Dissecting the Superego: Moralities under the Psychoanalytic Microscope edited by Celia Harding. Published by Routledge, Abingdon, 2018; 216 pp, £29.99 paperback

Review by:
Jan McGregor Hepburn

At the outset, Harding notes that personally and professionally it has taken her a long time to truly investigate the superego. In the book's preface, she asserts that she is not alone; in the psychoanalytic world as a whole ‘the source of aggression and destructiveness with which we are all most personally and professionally familiar had not received sufficient attention’. In this collection of papers, Harding seeks to offer an understanding as to why this should be so, as well as to rectify some of this omission.

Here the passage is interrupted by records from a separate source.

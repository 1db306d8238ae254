//! JWalk-based tree walker.

use std::io;
use std::path::{Path, PathBuf};

use jwalk::{DirEntryIter, Parallelism, WalkDir};

use chownshift_core::{FileRecord, ShiftConfig, ShiftError};

/// Enumerates the entries a pass has to process.
///
/// In recursive mode the walk is a sorted pre-order traversal rooted at the
/// target: the root first, then every descendant. Symlinks are reported as
/// themselves and never followed. Without recursion the target alone is
/// produced.
#[derive(Debug, Clone)]
pub struct TreeWalker {
    root: PathBuf,
    recursive: bool,
}

impl TreeWalker {
    /// Create a new walker.
    pub fn new(root: impl Into<PathBuf>, recursive: bool) -> Self {
        Self {
            root: root.into(),
            recursive,
        }
    }

    /// Create a walker for the target of a shift config.
    pub fn from_config(config: &ShiftConfig) -> Self {
        Self::new(&config.target, config.recursive)
    }

    /// Root path of the walk.
    pub fn root(&self) -> &Path {
        &self.root
    }

    /// Lazily enumerate the entries.
    ///
    /// The sequence ends after the first error.
    pub fn entries(&self) -> Entries {
        Entries {
            root: self.root.clone(),
            recursive: self.recursive,
            started: false,
            children: None,
            failed: false,
        }
    }
}

/// Lazy sequence of records produced by [`TreeWalker::entries`].
pub struct Entries {
    root: PathBuf,
    recursive: bool,
    started: bool,
    children: Option<DirEntryIter<((), ())>>,
    failed: bool,
}

impl Entries {
    fn start(&mut self) -> Result<FileRecord, ShiftError> {
        let record = FileRecord::lstat(&self.root)?;

        if self.recursive && record.is_dir() {
            tracing::debug!(root = %self.root.display(), "walking directory tree");
            let walker = WalkDir::new(&self.root)
                .parallelism(Parallelism::Serial)
                .skip_hidden(false)
                .follow_links(false)
                .sort(true);
            self.children = Some(walker.into_iter());
        }

        Ok(record)
    }

    fn next_child(&mut self) -> Option<Result<FileRecord, ShiftError>> {
        let mut entry = loop {
            let entry = match self.children.as_mut()?.next()? {
                Ok(entry) => entry,
                Err(err) => {
                    let path = err
                        .path()
                        .map(Path::to_path_buf)
                        .unwrap_or_else(|| self.root.clone());
                    return Some(Err(ShiftError::walk(path, io_cause(&err))));
                }
            };
            // The root was already produced by `start`; only its read error matters.
            if entry.depth() > 0 || entry.read_children_error.is_some() {
                break entry;
            }
        };

        // jwalk reports an unreadable directory on the entry itself.
        if let Some(err) = entry.read_children_error.take() {
            return Some(Err(ShiftError::walk(entry.path(), io_cause(&err))));
        }

        let path = entry.path();
        // follow_links is off, so this is an lstat.
        let record = match entry.metadata() {
            Ok(metadata) => Ok(FileRecord::from_metadata(path, &metadata)),
            Err(err) => Err(ShiftError::stat(path, io_cause(&err))),
        };
        Some(record)
    }
}

fn io_cause(err: &jwalk::Error) -> io::Error {
    let kind = err.io_error().map(io::Error::kind).unwrap_or(io::ErrorKind::Other);
    io::Error::new(kind, err.to_string())
}

impl Iterator for Entries {
    type Item = Result<FileRecord, ShiftError>;

    fn next(&mut self) -> Option<Self::Item> {
        if self.failed {
            return None;
        }

        let item = if !self.started {
            self.started = true;
            Some(self.start())
        } else {
            self.next_child()
        };

        if matches!(item, Some(Err(_))) {
            self.failed = true;
            self.children = None;
        }
        item
    }
}

impl std::fmt::Debug for Entries {
    fn fmt(&self, f: &mut std::fmt::Formatter<'_>) -> std::fmt::Result {
        f.debug_struct("Entries")
            .field("root", &self.root)
            .field("recursive", &self.recursive)
            .field("started", &self.started)
            .field("failed", &self.failed)
            .finish()
    }
}

#[cfg(test)]
mod tests {
    use super::*;
    use std::fs;
    use tempfile::TempDir;

    fn create_test_tree() -> TempDir {
        let temp = TempDir::new().unwrap();
        let root = temp.path();

        // Create directory structure
        fs::create_dir(root.join("dir1")).unwrap();
        fs::create_dir(root.join("dir2")).unwrap();
        fs::create_dir(root.join("dir1/subdir")).unwrap();

        // Create files
        fs::write(root.join("file1.txt"), "hello").unwrap();
        fs::write(root.join("dir1/file2.txt"), "world world world").unwrap();
        fs::write(root.join("dir1/subdir/file3.txt"), "test").unwrap();
        fs::write(root.join("dir2/.hidden"), "another file here").unwrap();

        temp
    }

    fn relative_paths(temp: &TempDir, walker: &TreeWalker) -> Vec<String> {
        walker
            .entries()
            .map(|r| r.unwrap())
            .map(|r| {
                r.path
                    .strip_prefix(temp.path())
                    .unwrap()
                    .to_string_lossy()
                    .to_string()
            })
            .collect()
    }

    #[test]
    fn test_recursive_walk_is_preorder() {
        let temp = create_test_tree();
        let walker = TreeWalker::new(temp.path(), true);

        let paths = relative_paths(&temp, &walker);
        assert_eq!(
            paths,
            vec![
                "",
                "dir1",
                "dir1/file2.txt",
                "dir1/subdir",
                "dir1/subdir/file3.txt",
                "dir2",
                "dir2/.hidden",
                "file1.txt",
            ]
        );
    }

    #[test]
    fn test_non_recursive_yields_only_target() {
        let temp = create_test_tree();
        let walker = TreeWalker::new(temp.path(), false);

        let records: Vec<_> = walker.entries().collect::<Result<_, _>>().unwrap();
        assert_eq!(records.len(), 1);
        assert_eq!(records[0].path, temp.path());
        assert!(records[0].is_dir());
    }

    #[test]
    fn test_recursive_on_file_yields_file() {
        let temp = create_test_tree();
        let file = temp.path().join("file1.txt");
        let walker = TreeWalker::new(&file, true);

        let records: Vec<_> = walker.entries().collect::<Result<_, _>>().unwrap();
        assert_eq!(records.len(), 1);
        assert_eq!(records[0].path, file);
    }

    #[test]
    fn test_symlinks_are_not_followed() {
        let temp = create_test_tree();
        let link = temp.path().join("link");
        std::os::unix::fs::symlink(temp.path().join("dir1"), &link).unwrap();

        let walker = TreeWalker::new(temp.path(), true);
        let records: Vec<_> = walker.entries().collect::<Result<_, _>>().unwrap();

        let link_record = records.iter().find(|r| r.path == link).unwrap();
        assert!(link_record.is_symlink());
        assert!(!records.iter().any(|r| r.path.starts_with(&link) && r.path != link));
    }

    #[test]
    fn test_symlink_root_is_not_descended() {
        let temp = create_test_tree();
        let link = temp.path().join("link");
        std::os::unix::fs::symlink(temp.path().join("dir1"), &link).unwrap();

        let walker = TreeWalker::new(&link, true);
        let records: Vec<_> = walker.entries().collect::<Result<_, _>>().unwrap();
        assert_eq!(records.len(), 1);
        assert!(records[0].is_symlink());
    }

    #[test]
    fn test_missing_root_fails_once() {
        let temp = TempDir::new().unwrap();
        let walker = TreeWalker::new(temp.path().join("missing"), true);

        let mut entries = walker.entries();
        assert!(matches!(entries.next(), Some(Err(ShiftError::Stat { .. }))));
        assert!(entries.next().is_none());
    }
}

In her introduction, Harding begins to define the superego with Freud's ideas of its development and then integrates this with the implications of later knowledge about infantile development. As early infancy began to be systematically researched (for example, Stern, 1998; Trevarthen, 2010; Tronick, 1989), the interactivity and agency of even very young babies came to be known and understood. Harding notes that the primacy in early psychoanalysis of the ideas about the child being driven wholly by instinctual urges has been expanded, and this includes understanding more about the multi-layered nature and contextual nature of the superego. Centrally however for the purposes of the book she begins to deconstruct the concept of the superego into its various functions both internally and culturally. The reader is introduced to a benign superego, an ego ideal and a healthily integrated conscience as well as the familiar picture of a punitive and dysfunctional superego.